Moffitt researchers identify pathway that controls breast cancer metastasis to the brain

Dec. 14, 2023
Cancer-associated fibroblasts in the brain secrete fucosylated poliovirus receptor that stimulates breast cancer migration and invasion.

Moffitt Cancer Center researchers are working to better understand the molecular mechanisms that promote the development and progression of breast cancer brain metastasis to help improve diagnostics and treatments. In a new study published in the December issue of Cell Reports, they report on identifying a cell signaling pathway that controls breast cancer brain metastasis. 

The Moffitt team focused their investigations on cancer-associated fibroblasts and the process of fucosylation. Cancer-associated fibroblasts are a type of cell in the tumor environment that can support and promote cancer development and progression. Cancer-associated fibroblasts are well -established for their functional contributions to primary breast cancer development; however, their roles in brain metastasis are less defined. Fucosylation is a type of protein modification in which the sugar L-fucose is added to proteins, impacting their behavior and functions. Cell signaling pathways can be regulated by fucosylation, and high levels of fucosylated proteins appear to be associated with breast cancer progression.

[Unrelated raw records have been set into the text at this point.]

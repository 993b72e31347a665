//! Error types for the weather poster crates.

use thiserror::Error;

/// Result type alias using PosterError.
pub type PosterResult<T> = Result<T, PosterError>;

/// Caller-visible failures of poster rendering.
///
/// Missing or corrupt assets are deliberately absent here: the renderer
/// substitutes a default and reports the substitution through its
/// diagnostics instead of failing.
#[derive(Debug, Error)]
pub enum PosterError {
    #[error("Invalid input: {0}")]
    InvalidInput(String),

    #[error("Rendering failed: {0}")]
    RenderError(String),

    #[error("Invalid configuration: {0}")]
    InvalidConfig(String),
}

impl PosterError {
    /// Get the HTTP status code for this error.
    pub fn http_status_code(&self) -> u16 {
        match self {
            PosterError::InvalidInput(_) => 400,
            PosterError::RenderError(_) | PosterError::InvalidConfig(_) => 500,
        }
    }

    /// Short machine-readable kind, used in logs and metrics labels.
    pub fn kind(&self) -> &'static str {
        match self {
            PosterError::InvalidInput(_) => "invalid_input",
            PosterError::RenderError(_) => "render_error",
            PosterError::InvalidConfig(_) => "invalid_config",
        }
    }
}

impl From<std::io::Error> for PosterError {
    fn from(err: std::io::Error) -> Self {
        PosterError::RenderError(err.to_string())
    }
}

impl From<serde_yaml::Error> for PosterError {
    fn from(err: serde_yaml::Error) -> Self {
        PosterError::InvalidConfig(format!("YAML error: {}", err))
    }
}

#[cfg(test)]
mod tests {
    use super::*;

    #[test]
    fn test_error_status_codes() {
        assert_eq!(PosterError::InvalidInput("x".to_string()).http_status_code(), 400);
        assert_eq!(PosterError::RenderError("x".to_string()).http_status_code(), 500);
        assert_eq!(PosterError::InvalidConfig("x".to_string()).http_status_code(), 500);
    }

    #[test]
    fn test_error_display() {
        let err = PosterError::InvalidInput("weather list is empty".to_string());
        let display = format!("{}", err);
        assert!(display.contains("Invalid input"));
        assert!(display.contains("weather list is empty"));
    }

    #[test]
    fn test_io_error_is_render_error() {
        let io = std::io::Error::new(std::io::ErrorKind::Other, "disk full");
        let err: PosterError = io.into();
        assert_eq!(err.kind(), "render_error");
    }
}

In early laboratory experiments, the researchers discovered that breast cancer-associated fibroblasts have high levels of fucosylation that correlate with metastasis, suggesting that this process in cancer-associated fibroblasts may promote breast cancer progression. A subsequent and comprehensive series of experiments revealed that cancer-associated fibroblasts from breast cancer brain metastases secrete the protein poliovirus receptor (PVR), which potently stimulates the migration and invasive capacity of metastatic breast cancer cells, increasing breast tumor invasion in the brain. Importantly, the researchers determined that the secretion of PVR from the fibroblasts is triggered by its fucosylation, which is mediated by the hypoxia-induced protein FUT11. The researchers also confirmed in patient samples that levels of fucosylated PVR are higher in cancer-associated fibroblasts from breast cancer brain metastases than in breast cancer cells.

These combined observations suggest that fucosylation of PVR and its consequent secretion by cancer-associated fibroblasts is an important regulator of breast cancer metastasis and invasion in the brain. The researchers hope these findings will help scientists develop better diagnostic and therapeutic approaches for breast cancer brain metastasis patients.